**TASK ITEM**
The expected output is a copy of every line in the records with the string "usize".

**Collected data entries**
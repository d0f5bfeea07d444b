//! Core data model types.
//!
//! Every cell is a tagged [`Value`]; a [`Table`] is an ordered list of unique column names plus
//! row-major cell storage. Readers produce a raw `Table`, [`crate::cleaning`] turns it into the
//! clean form that gets profiled and cached.

use std::cmp::Ordering;
use std::fmt;

use chrono::{NaiveDate, NaiveDateTime};
use serde::de::{self, Deserialize, Deserializer, Visitor};
use serde::ser::{Serialize, SerializeMap, Serializer};

/// Uniform storage type of a column, judged over its non-null cells.
#[derive(Debug, Clone, Copy, PartialEq, Eq)]
pub enum DataType {
    /// Every non-null cell is an integer.
    Int64,
    /// Every non-null cell is a number, at least one of them a float.
    Float64,
    /// Every non-null cell is a boolean.
    Bool,
    /// Every non-null cell is a date/time.
    DateTime,
    /// Strings, or a mix of kinds.
    Utf8,
}

impl DataType {
    /// Storage type of a sequence of cells. A column with no non-null cell is [`DataType::Utf8`].
    pub fn of_values<'a>(values: impl IntoIterator<Item = &'a Value>) -> Self {
        let mut seen: Option<DataType> = None;
        for v in values {
            let kind = match v {
                Value::Null => continue,
                Value::Int64(_) => DataType::Int64,
                Value::Float64(_) => DataType::Float64,
                Value::Bool(_) => DataType::Bool,
                Value::DateTime(_) => DataType::DateTime,
                Value::Utf8(_) => return DataType::Utf8,
            };
            seen = Some(match (seen, kind) {
                (None, k) => k,
                (Some(a), b) if a == b => a,
                (
                    Some(DataType::Int64 | DataType::Float64),
                    DataType::Int64 | DataType::Float64,
                ) => DataType::Float64,
                _ => return DataType::Utf8,
            });
        }
        seen.unwrap_or(DataType::Utf8)
    }

    /// `true` for [`DataType::Int64`] and [`DataType::Float64`].
    pub fn is_numeric(self) -> bool {
        matches!(self, DataType::Int64 | DataType::Float64)
    }
}

/// A single cell.
#[derive(Debug, Clone, PartialEq)]
pub enum Value {
    /// Missing/empty value.
    Null,
    /// 64-bit signed integer.
    Int64(i64),
    /// 64-bit float.
    Float64(f64),
    /// Boolean.
    Bool(bool),
    /// UTF-8 string.
    Utf8(String),
    /// Date and time without timezone.
    DateTime(NaiveDateTime),
}

impl Value {
    pub fn is_null(&self) -> bool {
        matches!(self, Value::Null)
    }

    /// Numeric view used by aggregations and scatter coordinates.
    ///
    /// Booleans count as 1/0 and numeric strings are parsed; everything else is `None`.
    pub fn as_f64(&self) -> Option<f64> {
        match self {
            Value::Int64(v) => Some(*v as f64),
            Value::Float64(v) => Some(*v),
            Value::Bool(b) => Some(if *b { 1.0 } else { 0.0 }),
            Value::Utf8(s) => s.trim().parse::<f64>().ok(),
            Value::Null | Value::DateTime(_) => None,
        }
    }

    /// Strict numeric view: only integer, float and boolean cells.
    fn numeric(&self) -> Option<f64> {
        match self {
            Value::Int64(v) => Some(*v as f64),
            Value::Float64(v) => Some(*v),
            Value::Bool(b) => Some(if *b { 1.0 } else { 0.0 }),
            _ => None,
        }
    }

    /// Hashable identity used for distinct counts and grouping.
    ///
    /// Integers and floats with the same numeric value share a key.
    pub fn key(&self) -> Option<ValueKey> {
        match self {
            Value::Null => None,
            Value::Int64(v) => Some(ValueKey::Number(normalize_bits(*v as f64))),
            Value::Float64(v) => Some(ValueKey::Number(normalize_bits(*v))),
            Value::Bool(b) => Some(ValueKey::Bool(*b)),
            Value::Utf8(s) => Some(ValueKey::Text(s.clone())),
            Value::DateTime(dt) => Some(ValueKey::DateTime(*dt)),
        }
    }

    /// Total order used when categories or groups are sorted.
    ///
    /// Numbers sort numerically, then booleans, date/times, strings, and finally nulls.
    pub fn sort_cmp(&self, other: &Value) -> Ordering {
        fn rank(v: &Value) -> u8 {
            match v {
                Value::Int64(_) | Value::Float64(_) => 0,
                Value::Bool(_) => 1,
                Value::DateTime(_) => 2,
                Value::Utf8(_) => 3,
                Value::Null => 4,
            }
        }
        match (self, other) {
            (Value::Bool(a), Value::Bool(b)) => a.cmp(b),
            (Value::DateTime(a), Value::DateTime(b)) => a.cmp(b),
            (Value::Utf8(a), Value::Utf8(b)) => a.cmp(b),
            (a, b) => match (rank(a), rank(b)) {
                (0, 0) => {
                    let (x, y) = (a.numeric().unwrap_or(0.0), b.numeric().unwrap_or(0.0));
                    x.total_cmp(&y)
                }
                (ra, rb) => ra.cmp(&rb),
            },
        }
    }

    /// Comparison used by filters. `None` when either side is null or the kinds are not
    /// comparable. A date/time compares against a string that parses as one.
    pub fn loose_cmp(&self, other: &Value) -> Option<Ordering> {
        match (self, other) {
            (Value::Null, _) | (_, Value::Null) => None,
            (Value::Utf8(a), Value::Utf8(b)) => Some(a.cmp(b)),
            (Value::DateTime(a), Value::DateTime(b)) => Some(a.cmp(b)),
            (Value::DateTime(a), Value::Utf8(s)) => parse_datetime(s).map(|b| a.cmp(&b)),
            (Value::Utf8(s), Value::DateTime(b)) => parse_datetime(s).map(|a| a.cmp(b)),
            (a, b) => match (a.numeric(), b.numeric()) {
                (Some(x), Some(y)) => x.partial_cmp(&y),
                _ => None,
            },
        }
    }

    /// Equality used by filters; nulls never match.
    pub fn loose_eq(&self, other: &Value) -> bool {
        self.loose_cmp(other) == Some(Ordering::Equal)
    }
}

fn normalize_bits(v: f64) -> u64 {
    if v.is_nan() {
        f64::NAN.to_bits()
    } else if v == 0.0 {
        0.0_f64.to_bits()
    } else {
        v.to_bits()
    }
}

/// Parse the date/time spellings accepted in cells and filter bounds.
pub fn parse_datetime(s: &str) -> Option<NaiveDateTime> {
    let s = s.trim();
    const FORMATS: [&str; 4] = [
        "%Y-%m-%d %H:%M:%S%.f",
        "%Y-%m-%dT%H:%M:%S%.f",
        "%Y-%m-%d %H:%M",
        "%Y-%m-%dT%H:%M",
    ];
    FORMATS
        .iter()
        .find_map(|f| NaiveDateTime::parse_from_str(s, f).ok())
        .or_else(|| {
            NaiveDate::parse_from_str(s, "%Y-%m-%d")
                .ok()
                .and_then(|d| d.and_hms_opt(0, 0, 0))
        })
}

impl fmt::Display for Value {
    fn fmt(&self, f: &mut fmt::Formatter<'_>) -> fmt::Result {
        match self {
            Value::Null => f.write_str("null"),
            Value::Int64(v) => write!(f, "{v}"),
            Value::Float64(v) if v.is_finite() && v.fract() == 0.0 && v.abs() < 1e15 => {
                write!(f, "{v:.1}")
            }
            Value::Float64(v) => write!(f, "{v}"),
            Value::Bool(b) => write!(f, "{b}"),
            Value::Utf8(s) => f.write_str(s),
            Value::DateTime(dt) => write!(f, "{}", dt.format("%Y-%m-%d %H:%M:%S")),
        }
    }
}

impl Serialize for Value {
    fn serialize<S: Serializer>(&self, serializer: S) -> Result<S::Ok, S::Error> {
        match self {
            Value::Null => serializer.serialize_none(),
            Value::Int64(v) => serializer.serialize_i64(*v),
            Value::Float64(v) if v.is_finite() => serializer.serialize_f64(*v),
            Value::Float64(_) => serializer.serialize_none(),
            Value::Bool(b) => serializer.serialize_bool(*b),
            Value::Utf8(s) => serializer.serialize_str(s),
            Value::DateTime(dt) => {
                serializer.collect_str(&dt.format("%Y-%m-%dT%H:%M:%S%.f"))
            }
        }
    }
}

impl<'de> Deserialize<'de> for Value {
    fn deserialize<D: Deserializer<'de>>(deserializer: D) -> Result<Self, D::Error> {
        struct ValueVisitor;

        impl<'de> Visitor<'de> for ValueVisitor {
            type Value = Value;

            fn expecting(&self, f: &mut fmt::Formatter<'_>) -> fmt::Result {
                f.write_str("a scalar (null, boolean, number or string)")
            }

            fn visit_unit<E: de::Error>(self) -> Result<Value, E> {
                Ok(Value::Null)
            }

            fn visit_none<E: de::Error>(self) -> Result<Value, E> {
                Ok(Value::Null)
            }

            fn visit_some<D: Deserializer<'de>>(self, d: D) -> Result<Value, D::Error> {
                Value::deserialize(d)
            }

            fn visit_bool<E: de::Error>(self, v: bool) -> Result<Value, E> {
                Ok(Value::Bool(v))
            }

            fn visit_i64<E: de::Error>(self, v: i64) -> Result<Value, E> {
                Ok(Value::Int64(v))
            }

            fn visit_u64<E: de::Error>(self, v: u64) -> Result<Value, E> {
                Ok(i64::try_from(v).map(Value::Int64).unwrap_or(Value::Float64(v as f64)))
            }

            fn visit_f64<E: de::Error>(self, v: f64) -> Result<Value, E> {
                Ok(Value::Float64(v))
            }

            fn visit_str<E: de::Error>(self, v: &str) -> Result<Value, E> {
                Ok(Value::Utf8(v.to_owned()))
            }

            fn visit_string<E: de::Error>(self, v: String) -> Result<Value, E> {
                Ok(Value::Utf8(v))
            }
        }

        deserializer.deserialize_any(ValueVisitor)
    }
}

/// Hashable projection of a non-null [`Value`]. See [`Value::key`].
#[derive(Debug, Clone, PartialEq, Eq, Hash)]
pub enum ValueKey {
    Number(u64),
    Bool(bool),
    Text(String),
    DateTime(NaiveDateTime),
}

/// In-memory table: ordered, unique column names and row-major cells.
///
/// Every row holds exactly one cell per column; [`Table::new`] enforces it.
#[derive(Debug, Clone, PartialEq)]
pub struct Table {
    /// Column names in order.
    pub columns: Vec<String>,
    /// Row-major value storage.
    pub rows: Vec<Vec<Value>>,
}

impl Table {
    /// Create a table from column names and rows.
    ///
    /// Short rows are padded with nulls and cells past the last column are dropped.
    pub fn new(columns: Vec<String>, mut rows: Vec<Vec<Value>>) -> Self {
        let width = columns.len();
        for row in &mut rows {
            row.resize(width, Value::Null);
        }
        Self { columns, rows }
    }

    pub fn row_count(&self) -> usize {
        self.rows.len()
    }

    pub fn column_count(&self) -> usize {
        self.columns.len()
    }

    /// Returns the index of a column by name, if present.
    pub fn index_of(&self, name: &str) -> Option<usize> {
        self.columns.iter().position(|c| c == name)
    }

    /// Iterate the cells of one column, top to bottom.
    pub fn column_values(&self, idx: usize) -> impl Iterator<Item = &Value> + '_ {
        self.rows.iter().map(move |row| row.get(idx).unwrap_or(&Value::Null))
    }

    /// Storage type of one column.
    pub fn column_type(&self, idx: usize) -> DataType {
        DataType::of_values(self.column_values(idx))
    }

    /// Create a new table containing only rows that match `predicate`, in their original order.
    pub fn filter_rows<F>(&self, mut predicate: F) -> Self
    where
        F: FnMut(&[Value]) -> bool,
    {
        let rows = self
            .rows
            .iter()
            .filter(|row| predicate(row.as_slice()))
            .cloned()
            .collect();
        Self {
            columns: self.columns.clone(),
            rows,
        }
    }

    /// The first `n` rows as name/value records.
    pub fn head(&self, n: usize) -> Vec<Record> {
        self.rows
            .iter()
            .take(n)
            .map(|row| Record {
                fields: self.columns.iter().cloned().zip(row.iter().cloned()).collect(),
            })
            .collect()
    }
}

/// One row as an ordered column-name → value mapping; serializes as a JSON object in column
/// order.
#[derive(Debug, Clone, PartialEq)]
pub struct Record {
    pub fields: Vec<(String, Value)>,
}

impl Record {
    pub fn get(&self, column: &str) -> Option<&Value> {
        self.fields.iter().find(|(c, _)| c == column).map(|(_, v)| v)
    }
}

impl Serialize for Record {
    fn serialize<S: Serializer>(&self, serializer: S) -> Result<S::Ok, S::Error> {
        let mut map = serializer.serialize_map(Some(self.fields.len()))?;
        for (k, v) in &self.fields {
            map.serialize_entry(k, v)?;
        }
        map.end()
    }
}

#[cfg(test)]
mod tests {
    use super::*;

    #[test]
    fn data_type_promotes_int_and_float() {
        let vals = [Value::Int64(1), Value::Null, Value::Float64(2.5)];
        assert_eq!(DataType::of_values(&vals), DataType::Float64);
    }

    #[test]
    fn data_type_mixed_is_utf8() {
        let vals = [Value::Int64(1), Value::Bool(true)];
        assert_eq!(DataType::of_values(&vals), DataType::Utf8);
        assert_eq!(DataType::of_values(&[Value::Null]), DataType::Utf8);
    }

    #[test]
    fn new_table_squares_ragged_rows() {
        let t = Table::new(
            vec!["a".into(), "b".into()],
            vec![vec![Value::Int64(1)], vec![Value::Int64(2), Value::Int64(3), Value::Int64(4)]],
        );
        assert_eq!(
            t.rows,
            vec![
                vec![Value::Int64(1), Value::Null],
                vec![Value::Int64(2), Value::Int64(3)],
            ]
        );
    }

    #[test]
    fn int_and_float_share_a_key() {
        assert_eq!(Value::Int64(3).key(), Value::Float64(3.0).key());
        assert_ne!(Value::Int64(3).key(), Value::Utf8("3".into()).key());
        assert_eq!(Value::Null.key(), None);
    }

    #[test]
    fn display_matches_category_labels() {
        assert_eq!(Value::Float64(2.0).to_string(), "2.0");
        assert_eq!(Value::Float64(2.5).to_string(), "2.5");
        assert_eq!(Value::Int64(7).to_string(), "7");
        let dt = parse_datetime("2024-03-01").unwrap();
        assert_eq!(Value::DateTime(dt).to_string(), "2024-03-01 00:00:00");
    }

    #[test]
    fn loose_cmp_handles_mixed_numeric_and_dates() {
        assert!(Value::Int64(1).loose_eq(&Value::Float64(1.0)));
        assert!(!Value::Utf8("1".into()).loose_eq(&Value::Int64(1)));
        assert!(!Value::Null.loose_eq(&Value::Null));
        let dt = Value::DateTime(parse_datetime("2024-01-02 10:00:00").unwrap());
        assert_eq!(dt.loose_cmp(&Value::Utf8("2024-01-01".into())), Some(Ordering::Greater));
    }

    #[test]
    fn sort_cmp_orders_numbers_before_strings() {
        let mut vals = vec![
            Value::Utf8("b".into()),
            Value::Float64(2.5),
            Value::Utf8("a".into()),
            Value::Int64(1),
        ];
        vals.sort_by(|a, b| a.sort_cmp(b));
        assert_eq!(
            vals,
            vec![
                Value::Int64(1),
                Value::Float64(2.5),
                Value::Utf8("a".into()),
                Value::Utf8("b".into()),
            ]
        );
    }

    #[test]
    fn record_serializes_in_column_order() {
        let t = Table::new(
            vec!["z".into(), "a".into()],
            vec![vec![Value::Int64(1), Value::Float64(f64::NAN)]],
        );
        let json = serde_json::to_string(&t.head(5)).unwrap();
        assert_eq!(json, r#"[{"z":1,"a":null}]"#);
    }

    #[test]
    fn value_deserializes_from_json_scalars() {
        let vals: Vec<Value> = serde_json::from_str(r#"[null, true, 3, 2.5, "x"]"#).unwrap();
        assert_eq!(
            vals,
            vec![
                Value::Null,
                Value::Bool(true),
                Value::Int64(3),
                Value::Float64(2.5),
                Value::Utf8("x".into()),
            ]
        );
    }
}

**ANSWER BELOW**
    pub fn row_count(&self) -> usize {
    pub fn column_count(&self) -> usize {
    pub fn index_of(&self, name: &str) -> Option<usize> {
    pub fn column_values(&self, idx: usize) -> impl Iterator<Item = &Value> + '_ {
    pub fn column_type(&self, idx: usize) -> DataType {
    pub fn head(&self, n: usize) -> Vec<Record> {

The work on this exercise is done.